** Entries provided follows **

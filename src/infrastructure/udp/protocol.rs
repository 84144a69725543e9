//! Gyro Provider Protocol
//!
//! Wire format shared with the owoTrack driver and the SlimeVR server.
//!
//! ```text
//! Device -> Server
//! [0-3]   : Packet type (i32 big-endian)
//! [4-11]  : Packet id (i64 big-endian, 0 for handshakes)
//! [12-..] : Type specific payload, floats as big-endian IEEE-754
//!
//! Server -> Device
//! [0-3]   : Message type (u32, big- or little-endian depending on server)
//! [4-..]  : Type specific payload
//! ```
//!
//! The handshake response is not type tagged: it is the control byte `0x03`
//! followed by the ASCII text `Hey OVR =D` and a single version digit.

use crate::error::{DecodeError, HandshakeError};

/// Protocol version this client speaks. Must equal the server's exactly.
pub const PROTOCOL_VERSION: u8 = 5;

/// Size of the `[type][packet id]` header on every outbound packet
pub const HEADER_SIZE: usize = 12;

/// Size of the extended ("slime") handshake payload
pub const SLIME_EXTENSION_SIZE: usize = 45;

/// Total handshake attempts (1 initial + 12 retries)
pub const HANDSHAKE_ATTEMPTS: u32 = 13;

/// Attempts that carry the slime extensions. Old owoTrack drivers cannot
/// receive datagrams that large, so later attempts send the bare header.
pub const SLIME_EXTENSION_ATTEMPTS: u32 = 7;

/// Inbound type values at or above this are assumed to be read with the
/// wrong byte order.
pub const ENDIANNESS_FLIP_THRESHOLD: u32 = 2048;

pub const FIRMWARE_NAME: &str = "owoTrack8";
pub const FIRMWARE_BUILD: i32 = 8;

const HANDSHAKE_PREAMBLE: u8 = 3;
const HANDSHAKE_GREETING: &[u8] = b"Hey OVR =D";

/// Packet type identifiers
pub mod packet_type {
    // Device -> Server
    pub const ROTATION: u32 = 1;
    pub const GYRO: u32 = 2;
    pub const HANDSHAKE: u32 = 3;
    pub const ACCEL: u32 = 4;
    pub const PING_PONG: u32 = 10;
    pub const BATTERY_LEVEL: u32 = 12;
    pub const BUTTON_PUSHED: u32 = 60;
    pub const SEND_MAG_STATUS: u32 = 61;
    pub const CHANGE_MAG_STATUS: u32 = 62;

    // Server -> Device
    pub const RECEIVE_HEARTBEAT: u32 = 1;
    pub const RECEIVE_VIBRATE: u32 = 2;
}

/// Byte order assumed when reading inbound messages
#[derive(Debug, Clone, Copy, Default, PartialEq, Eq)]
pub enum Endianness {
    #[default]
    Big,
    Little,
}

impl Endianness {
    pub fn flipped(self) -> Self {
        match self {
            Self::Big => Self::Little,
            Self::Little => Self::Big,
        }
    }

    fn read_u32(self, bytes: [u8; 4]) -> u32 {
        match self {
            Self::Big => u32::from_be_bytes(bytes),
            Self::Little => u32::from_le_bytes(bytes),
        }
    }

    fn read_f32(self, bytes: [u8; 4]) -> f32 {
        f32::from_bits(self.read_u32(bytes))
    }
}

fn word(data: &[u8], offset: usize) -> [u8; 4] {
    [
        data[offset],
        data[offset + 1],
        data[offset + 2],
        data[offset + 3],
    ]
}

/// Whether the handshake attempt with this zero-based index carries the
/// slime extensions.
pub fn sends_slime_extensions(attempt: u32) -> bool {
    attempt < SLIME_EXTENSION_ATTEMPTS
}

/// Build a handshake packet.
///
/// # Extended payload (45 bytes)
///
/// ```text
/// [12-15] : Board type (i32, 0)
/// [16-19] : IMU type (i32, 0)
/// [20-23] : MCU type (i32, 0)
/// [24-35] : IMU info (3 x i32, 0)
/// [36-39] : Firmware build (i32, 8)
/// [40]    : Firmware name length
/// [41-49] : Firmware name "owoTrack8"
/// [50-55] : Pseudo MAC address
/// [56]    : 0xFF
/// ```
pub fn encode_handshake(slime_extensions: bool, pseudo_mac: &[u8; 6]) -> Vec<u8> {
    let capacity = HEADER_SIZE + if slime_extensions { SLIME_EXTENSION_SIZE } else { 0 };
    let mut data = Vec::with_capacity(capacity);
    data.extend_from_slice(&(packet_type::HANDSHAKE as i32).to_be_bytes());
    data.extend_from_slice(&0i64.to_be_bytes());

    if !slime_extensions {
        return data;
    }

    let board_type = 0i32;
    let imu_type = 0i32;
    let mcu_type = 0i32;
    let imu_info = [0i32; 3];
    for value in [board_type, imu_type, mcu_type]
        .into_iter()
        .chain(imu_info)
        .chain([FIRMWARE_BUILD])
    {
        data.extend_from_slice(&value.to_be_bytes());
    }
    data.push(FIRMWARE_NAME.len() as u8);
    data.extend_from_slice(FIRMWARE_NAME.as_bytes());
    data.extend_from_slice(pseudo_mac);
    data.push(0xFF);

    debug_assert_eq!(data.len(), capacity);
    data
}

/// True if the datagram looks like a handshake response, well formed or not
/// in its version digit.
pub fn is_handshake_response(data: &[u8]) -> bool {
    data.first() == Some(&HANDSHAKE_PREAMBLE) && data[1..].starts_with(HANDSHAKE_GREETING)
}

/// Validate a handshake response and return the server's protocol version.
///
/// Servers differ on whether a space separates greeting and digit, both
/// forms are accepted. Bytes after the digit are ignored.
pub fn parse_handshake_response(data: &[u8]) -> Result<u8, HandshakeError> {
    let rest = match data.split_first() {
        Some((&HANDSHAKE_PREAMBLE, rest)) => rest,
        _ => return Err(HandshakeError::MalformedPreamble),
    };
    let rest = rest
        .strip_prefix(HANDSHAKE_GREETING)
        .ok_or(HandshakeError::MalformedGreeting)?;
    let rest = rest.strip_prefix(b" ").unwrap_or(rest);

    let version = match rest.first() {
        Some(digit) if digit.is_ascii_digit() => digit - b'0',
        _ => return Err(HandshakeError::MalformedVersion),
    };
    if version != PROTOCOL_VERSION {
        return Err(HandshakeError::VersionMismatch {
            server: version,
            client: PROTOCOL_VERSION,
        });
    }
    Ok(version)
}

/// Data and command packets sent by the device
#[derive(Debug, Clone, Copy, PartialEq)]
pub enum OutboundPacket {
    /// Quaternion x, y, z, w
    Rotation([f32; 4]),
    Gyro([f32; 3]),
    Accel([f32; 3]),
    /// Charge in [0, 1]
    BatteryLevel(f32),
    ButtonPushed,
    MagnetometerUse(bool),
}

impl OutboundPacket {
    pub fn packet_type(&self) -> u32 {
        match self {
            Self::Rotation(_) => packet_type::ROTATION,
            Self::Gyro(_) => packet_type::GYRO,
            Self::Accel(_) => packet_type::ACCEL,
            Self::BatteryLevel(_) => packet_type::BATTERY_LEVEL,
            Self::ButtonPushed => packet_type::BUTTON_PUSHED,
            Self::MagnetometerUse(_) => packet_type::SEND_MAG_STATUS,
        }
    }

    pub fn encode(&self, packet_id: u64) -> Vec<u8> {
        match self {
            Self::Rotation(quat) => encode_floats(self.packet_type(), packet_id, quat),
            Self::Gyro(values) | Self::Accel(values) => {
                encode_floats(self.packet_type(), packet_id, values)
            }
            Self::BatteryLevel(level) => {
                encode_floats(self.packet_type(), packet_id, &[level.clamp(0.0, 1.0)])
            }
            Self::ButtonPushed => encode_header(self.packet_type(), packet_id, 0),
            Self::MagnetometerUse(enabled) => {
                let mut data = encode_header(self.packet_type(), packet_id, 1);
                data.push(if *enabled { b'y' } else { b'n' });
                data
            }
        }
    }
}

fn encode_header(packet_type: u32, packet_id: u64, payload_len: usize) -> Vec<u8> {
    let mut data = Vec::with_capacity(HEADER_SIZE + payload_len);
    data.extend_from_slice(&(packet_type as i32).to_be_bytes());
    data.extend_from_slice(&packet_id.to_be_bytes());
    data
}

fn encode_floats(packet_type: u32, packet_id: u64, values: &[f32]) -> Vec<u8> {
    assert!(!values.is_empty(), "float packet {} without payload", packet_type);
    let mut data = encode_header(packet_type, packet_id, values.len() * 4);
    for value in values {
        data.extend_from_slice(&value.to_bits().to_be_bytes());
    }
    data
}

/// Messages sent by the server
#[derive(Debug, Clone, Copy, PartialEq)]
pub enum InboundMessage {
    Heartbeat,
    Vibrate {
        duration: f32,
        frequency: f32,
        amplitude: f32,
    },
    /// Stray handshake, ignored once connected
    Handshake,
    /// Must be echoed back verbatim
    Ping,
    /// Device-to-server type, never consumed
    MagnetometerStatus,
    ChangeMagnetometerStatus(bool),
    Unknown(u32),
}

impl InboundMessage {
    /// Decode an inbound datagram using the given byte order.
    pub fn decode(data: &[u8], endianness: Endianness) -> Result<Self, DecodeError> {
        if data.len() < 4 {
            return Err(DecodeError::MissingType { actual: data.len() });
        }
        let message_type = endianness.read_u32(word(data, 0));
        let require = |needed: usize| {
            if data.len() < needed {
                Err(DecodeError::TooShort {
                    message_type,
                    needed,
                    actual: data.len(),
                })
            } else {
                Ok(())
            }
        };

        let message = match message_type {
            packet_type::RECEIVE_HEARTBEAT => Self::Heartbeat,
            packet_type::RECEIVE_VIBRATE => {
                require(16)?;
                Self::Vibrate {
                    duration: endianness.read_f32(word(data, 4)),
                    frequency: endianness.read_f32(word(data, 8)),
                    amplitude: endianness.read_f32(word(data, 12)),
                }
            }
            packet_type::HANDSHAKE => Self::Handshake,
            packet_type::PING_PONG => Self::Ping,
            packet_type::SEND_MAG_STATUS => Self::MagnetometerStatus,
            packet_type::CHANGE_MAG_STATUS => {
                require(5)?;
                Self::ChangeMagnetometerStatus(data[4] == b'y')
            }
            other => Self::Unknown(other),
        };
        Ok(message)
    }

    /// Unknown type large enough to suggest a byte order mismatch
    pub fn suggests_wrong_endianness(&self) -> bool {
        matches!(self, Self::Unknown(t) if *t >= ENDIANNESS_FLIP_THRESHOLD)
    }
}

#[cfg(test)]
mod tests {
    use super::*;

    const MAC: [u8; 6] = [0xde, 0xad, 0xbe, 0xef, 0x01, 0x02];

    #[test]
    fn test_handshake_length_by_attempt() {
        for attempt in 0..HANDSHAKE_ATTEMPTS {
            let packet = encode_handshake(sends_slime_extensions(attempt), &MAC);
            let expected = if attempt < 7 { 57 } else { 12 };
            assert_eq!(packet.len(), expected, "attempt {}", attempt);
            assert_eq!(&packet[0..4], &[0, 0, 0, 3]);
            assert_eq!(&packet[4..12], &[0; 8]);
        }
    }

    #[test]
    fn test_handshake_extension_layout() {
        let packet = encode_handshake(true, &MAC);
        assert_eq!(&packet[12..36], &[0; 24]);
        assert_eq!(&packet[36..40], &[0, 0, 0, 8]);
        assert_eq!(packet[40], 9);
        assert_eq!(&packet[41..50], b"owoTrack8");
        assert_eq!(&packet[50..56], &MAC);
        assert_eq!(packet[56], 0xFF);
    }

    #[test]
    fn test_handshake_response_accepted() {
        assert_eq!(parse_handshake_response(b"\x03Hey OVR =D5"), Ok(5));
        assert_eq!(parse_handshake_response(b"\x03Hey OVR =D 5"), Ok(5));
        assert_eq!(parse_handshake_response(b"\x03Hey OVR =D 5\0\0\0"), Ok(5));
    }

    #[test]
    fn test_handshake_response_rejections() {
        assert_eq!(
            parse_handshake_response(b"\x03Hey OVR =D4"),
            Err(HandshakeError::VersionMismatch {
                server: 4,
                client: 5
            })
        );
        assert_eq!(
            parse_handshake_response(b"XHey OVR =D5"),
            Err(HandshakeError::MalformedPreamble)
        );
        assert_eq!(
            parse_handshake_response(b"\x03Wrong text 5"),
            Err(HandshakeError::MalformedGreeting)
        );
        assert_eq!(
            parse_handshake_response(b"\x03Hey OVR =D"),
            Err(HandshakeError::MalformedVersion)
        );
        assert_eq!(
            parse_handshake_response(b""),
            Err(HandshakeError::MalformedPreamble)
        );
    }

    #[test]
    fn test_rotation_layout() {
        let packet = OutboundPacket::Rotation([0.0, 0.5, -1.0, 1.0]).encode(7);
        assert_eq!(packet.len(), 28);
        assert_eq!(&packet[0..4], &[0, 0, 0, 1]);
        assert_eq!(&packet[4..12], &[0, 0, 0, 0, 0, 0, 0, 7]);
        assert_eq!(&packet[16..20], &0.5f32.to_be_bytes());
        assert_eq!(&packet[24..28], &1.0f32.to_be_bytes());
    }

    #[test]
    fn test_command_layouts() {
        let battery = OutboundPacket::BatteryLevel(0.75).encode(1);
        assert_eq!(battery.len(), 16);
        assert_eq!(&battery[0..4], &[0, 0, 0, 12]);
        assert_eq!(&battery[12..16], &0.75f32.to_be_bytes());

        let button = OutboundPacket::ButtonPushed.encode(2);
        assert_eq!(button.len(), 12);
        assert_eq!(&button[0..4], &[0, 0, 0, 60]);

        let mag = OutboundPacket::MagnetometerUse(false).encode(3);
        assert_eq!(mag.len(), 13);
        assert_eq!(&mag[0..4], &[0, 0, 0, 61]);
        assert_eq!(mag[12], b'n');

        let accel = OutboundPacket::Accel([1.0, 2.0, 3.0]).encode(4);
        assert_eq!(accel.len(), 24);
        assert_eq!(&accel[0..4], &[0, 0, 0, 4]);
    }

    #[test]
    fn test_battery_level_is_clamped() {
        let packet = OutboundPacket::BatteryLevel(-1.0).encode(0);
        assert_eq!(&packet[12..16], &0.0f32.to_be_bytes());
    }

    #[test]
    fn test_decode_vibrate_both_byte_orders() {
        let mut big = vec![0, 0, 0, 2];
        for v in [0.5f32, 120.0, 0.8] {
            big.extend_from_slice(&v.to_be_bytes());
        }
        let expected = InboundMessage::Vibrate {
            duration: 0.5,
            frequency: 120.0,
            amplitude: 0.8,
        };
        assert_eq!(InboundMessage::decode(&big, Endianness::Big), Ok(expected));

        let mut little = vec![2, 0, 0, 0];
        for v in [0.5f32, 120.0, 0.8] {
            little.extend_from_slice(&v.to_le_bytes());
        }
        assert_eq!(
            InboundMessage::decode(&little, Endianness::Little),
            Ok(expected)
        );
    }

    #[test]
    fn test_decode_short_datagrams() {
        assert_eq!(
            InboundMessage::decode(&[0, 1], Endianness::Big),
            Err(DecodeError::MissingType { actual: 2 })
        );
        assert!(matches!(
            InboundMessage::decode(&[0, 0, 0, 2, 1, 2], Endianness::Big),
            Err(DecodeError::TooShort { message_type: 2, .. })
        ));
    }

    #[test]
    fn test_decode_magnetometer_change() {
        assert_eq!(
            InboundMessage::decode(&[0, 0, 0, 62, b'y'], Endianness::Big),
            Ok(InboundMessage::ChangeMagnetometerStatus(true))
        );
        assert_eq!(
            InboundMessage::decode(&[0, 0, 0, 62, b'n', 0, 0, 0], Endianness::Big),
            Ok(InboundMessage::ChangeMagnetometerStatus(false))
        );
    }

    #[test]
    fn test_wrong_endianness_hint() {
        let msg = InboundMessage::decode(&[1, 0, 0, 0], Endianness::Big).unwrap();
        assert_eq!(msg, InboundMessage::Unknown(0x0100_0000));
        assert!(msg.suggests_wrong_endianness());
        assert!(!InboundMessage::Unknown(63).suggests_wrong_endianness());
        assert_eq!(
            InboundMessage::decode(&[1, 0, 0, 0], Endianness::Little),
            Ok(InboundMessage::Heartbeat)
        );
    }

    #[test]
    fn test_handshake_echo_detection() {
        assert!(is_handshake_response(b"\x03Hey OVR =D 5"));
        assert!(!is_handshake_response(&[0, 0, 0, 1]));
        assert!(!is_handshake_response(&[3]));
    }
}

** End of Entries provided **

--- Action item ---
Search each line of the data above for "ButtonPushed", and copy the lines where it occurs.

--- Task answer ---
    ButtonPushed,
            Self::ButtonPushed => packet_type::BUTTON_PUSHED,
            Self::ButtonPushed => encode_header(self.packet_type(), packet_id, 0),
        let button = OutboundPacket::ButtonPushed.encode(2);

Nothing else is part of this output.